Governments like to waste time on stupid things. I guess it makes them feel important. I usually don’t care about it, but when try to do something silly and someone drags it out even further, I can’t help but shake my head.
Especially when it’s those jackasses from PETA.
The group that hates our grilling freedoms is upset because a Kentucky state representative wants to name Kentucky Fried Chicken the state’s official picnic food.
Stuff like this should sail through without a peep. But those fools from PETA have to turn it into a rally which will probably hold things up to pander to these freaks.
“If the state legislature moves forward with this one, then they should change Kentucky’s state bird from the cardinal to the debeaked, crippled, scalded, diseased, dead chicken,” said Bruce Friedrich, PETA vice president.
Is that the original or extra crispy?
If PETA wants to protest KFC, they should focus on those nasty-looking mashed potato bowls or ask why KFC is including cakes in their family meals. Cause when I think of cake, I think of KFC.
First off, they are un-American. Who doesn’t like meat? They deserve name calling.
Secondly, getting your shorts wadded up about KFC being the official fried chicken versus a generic brand is just as out of whack as the PETA people.

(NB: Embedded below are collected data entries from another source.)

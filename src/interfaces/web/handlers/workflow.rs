use axum::{
    extract::{Path, State},
    http::StatusCode,
    response::Response,
};
use serde_json::{Map, Value, json};
use tracing::error;

use super::super::AppState;
use super::super::audit::AuditRecord;
use super::super::auth::RequestMeta;
use crate::core::error::ErrorCode;
use crate::core::store::types::WorkflowJob;
use crate::skills::envelope::Envelope;

/// Stored results are JSON text; anything that no longer parses is handed
/// back verbatim.
fn snapshot(job: WorkflowJob) -> Value {
    let mut data = Map::new();
    data.insert("job_id".into(), json!(job.job_id));
    data.insert("status".into(), json!(job.status));
    data.insert("progress".into(), json!(job.progress_percent));
    data.insert("workflow_type".into(), json!(job.workflow_type));
    data.insert("created_at".into(), json!(job.created_at));
    data.insert("error".into(), json!(job.error_message));
    if let Some(raw) = job.result_json.filter(|r| !r.is_empty()) {
        let result = serde_json::from_str(&raw).unwrap_or(Value::String(raw));
        data.insert("result".into(), result);
    }
    if let Some(eta) = job.estimated_completion {
        data.insert("estimated_completion".into(), json!(eta));
    }
    Value::Object(data)
}

/// Unauthenticated: knowing the job id is the credential.
pub async fn workflow_status(
    State(state): State<AppState>,
    Path(job_id): Path<String>,
    meta: RequestMeta,
) -> Response {
    let mut audit = AuditRecord::begin("GET", format!("/api/workflow/status/{}", job_id), &meta);
    audit.token("anonymous");

    match state.store.find_job(&job_id).await {
        Ok(Some(job)) => {
            let body = Envelope::ok(snapshot(job)).to_value();
            audit.finish(&state, StatusCode::OK, body).await
        }
        Ok(None) => {
            let body = Envelope::fail(
                ErrorCode::JobNotFound,
                format!("No workflow job with id {}", job_id),
            )
            .to_value();
            audit.finish(&state, StatusCode::NOT_FOUND, body).await
        }
        Err(e) => {
            error!("Workflow status error: {}", e);
            let body = Envelope::fail(ErrorCode::StatusError, e.to_string()).to_value();
            audit
                .finish(&state, StatusCode::INTERNAL_SERVER_ERROR, body)
                .await
        }
    }
}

Lastly, you need a sense of humor. Bad.
I think you need to calm down about the name calling. PETA believes what they belief and name calling instead of bisecting their arguments only makes it look like they’re more correct.
Personally I would shudder at an American for profit corporation getting sanctioned as a state official anything as being incredibly suspect and probably wrong. I mean, naming fried chicken as a state picnic food is one thing, giving it a name brand smells of corruption.